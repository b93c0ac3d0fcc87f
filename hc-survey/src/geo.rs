//! Map anchors for the Segamat subdistricts.

use crate::subdistrict::{SubdistrictId, OVERALL};
use serde::Serialize;

/// District centroid, also the anchor of the "Overall" pseudo-subdistrict.
pub const DISTRICT_CENTROID: (f64, f64) = (2.5147, 102.8151);

/// (id, latitude, longitude) for every named subdistrict, in sidebar order.
pub const SUBDISTRICT_COORDINATES: [(&str, f64, f64); 5] = [
    ("BEKOK", 2.3869, 103.0544),
    ("CHAAH", 2.2384, 103.0573),
    ("GEMEREH", 2.5048, 102.8093),
    ("JABI", 2.5085, 102.8193),
    ("SUNGAI_SEGAMAT", 2.4873, 102.8212),
];

/// A map center together with the zoom level used when focusing on it.
#[derive(Debug, Clone, Copy, PartialEq, Serialize)]
pub struct GeoAnchor {
    pub lat: f64,
    pub lon: f64,
    pub zoom: u8,
}

impl GeoAnchor {
    pub fn new(lat: f64, lon: f64, zoom: u8) -> Self {
        Self { lat, lon, zoom }
    }
}

/// Ordered lookup from subdistrict to anchor.
///
/// Lookups never fail: an id without an anchor resolves to the
/// "Overall" anchor.
#[derive(Debug, Clone, PartialEq)]
pub struct AnchorTable {
    anchors: Vec<(SubdistrictId, GeoAnchor)>,
    overall: GeoAnchor,
}

impl AnchorTable {
    /// Anchors for the Segamat district: named subdistricts at
    /// `selection_zoom`, the centroid at `overall_zoom`.
    pub fn segamat(selection_zoom: u8, overall_zoom: u8) -> Self {
        let anchors = SUBDISTRICT_COORDINATES
            .iter()
            .map(|&(id, lat, lon)| (SubdistrictId::from(id), GeoAnchor::new(lat, lon, selection_zoom)))
            .collect();
        Self {
            anchors,
            overall: GeoAnchor::new(DISTRICT_CENTROID.0, DISTRICT_CENTROID.1, overall_zoom),
        }
    }

    pub fn get(&self, id: &str) -> GeoAnchor {
        if id == OVERALL {
            return self.overall;
        }
        self.anchors
            .iter()
            .find(|(key, _)| key.as_str() == id)
            .map(|(_, anchor)| *anchor)
            .unwrap_or(self.overall)
    }

    pub fn overall(&self) -> GeoAnchor {
        self.overall
    }

    /// Every named subdistrict that gets a pin on the map ("Overall" excluded).
    pub fn pins(&self) -> impl Iterator<Item = (&SubdistrictId, GeoAnchor)> {
        self.anchors.iter().map(|(id, anchor)| (id, *anchor))
    }
}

Exercise brief: Reproduce each entry from the records above, character for character.

Expected answer:
repository b93c0ac3d0fcc87f
filename hc-survey/src/geo.rs
//! Map anchors for the Segamat subdistricts.

use crate::subdistrict::{SubdistrictId, OVERALL};
use serde::Serialize;

/// District centroid, also the anchor of the "Overall" pseudo-subdistrict.
pub const DISTRICT_CENTROID: (f64, f64) = (2.5147, 102.8151);

/// (id, latitude, longitude) for every named subdistrict, in sidebar order.
pub const SUBDISTRICT_COORDINATES: [(&str, f64, f64); 5] = [
    ("BEKOK", 2.3869, 103.0544),
    ("CHAAH", 2.2384, 103.0573),
    ("GEMEREH", 2.5048, 102.8093),
    ("JABI", 2.5085, 102.8193),
    ("SUNGAI_SEGAMAT", 2.4873, 102.8212),
];

/// A map center together with the zoom level used when focusing on it.
#[derive(Debug, Clone, Copy, PartialEq, Serialize)]
pub struct GeoAnchor {
    pub lat: f64,
    pub lon: f64,
    pub zoom: u8,
}

impl GeoAnchor {
    pub fn new(lat: f64, lon: f64, zoom: u8) -> Self {
        Self { lat, lon, zoom }
    }
}

/// Ordered lookup from subdistrict to anchor.
///
/// Lookups never fail: an id without an anchor resolves to the
/// "Overall" anchor.
#[derive(Debug, Clone, PartialEq)]
pub struct AnchorTable {
    anchors: Vec<(SubdistrictId, GeoAnchor)>,
    overall: GeoAnchor,
}

impl AnchorTable {
    /// Anchors for the Segamat district: named subdistricts at
    /// `selection_zoom`, the centroid at `overall_zoom`.
    pub fn segamat(selection_zoom: u8, overall_zoom: u8) -> Self {
        let anchors = SUBDISTRICT_COORDINATES
            .iter()
            .map(|&(id, lat, lon)| (SubdistrictId::from(id), GeoAnchor::new(lat, lon, selection_zoom)))
            .collect();
        Self {
            anchors,
            overall: GeoAnchor::new(DISTRICT_CENTROID.0, DISTRICT_CENTROID.1, overall_zoom),
        }
    }

    pub fn get(&self, id: &str) -> GeoAnchor {
        if id == OVERALL {
            return self.overall;
        }
        self.anchors
            .iter()
            .find(|(key, _)| key.as_str() == id)
            .map(|(_, anchor)| *anchor)
            .unwrap_or(self.overall)
    }

    pub fn overall(&self) -> GeoAnchor {
        self.overall
    }

    /// Every named subdistrict that gets a pin on the map ("Overall" excluded).
    pub fn pins(&self) -> impl Iterator<Item = (&SubdistrictId, GeoAnchor)> {
        self.anchors.iter().map(|(id, anchor)| (id, *anchor))
    }
}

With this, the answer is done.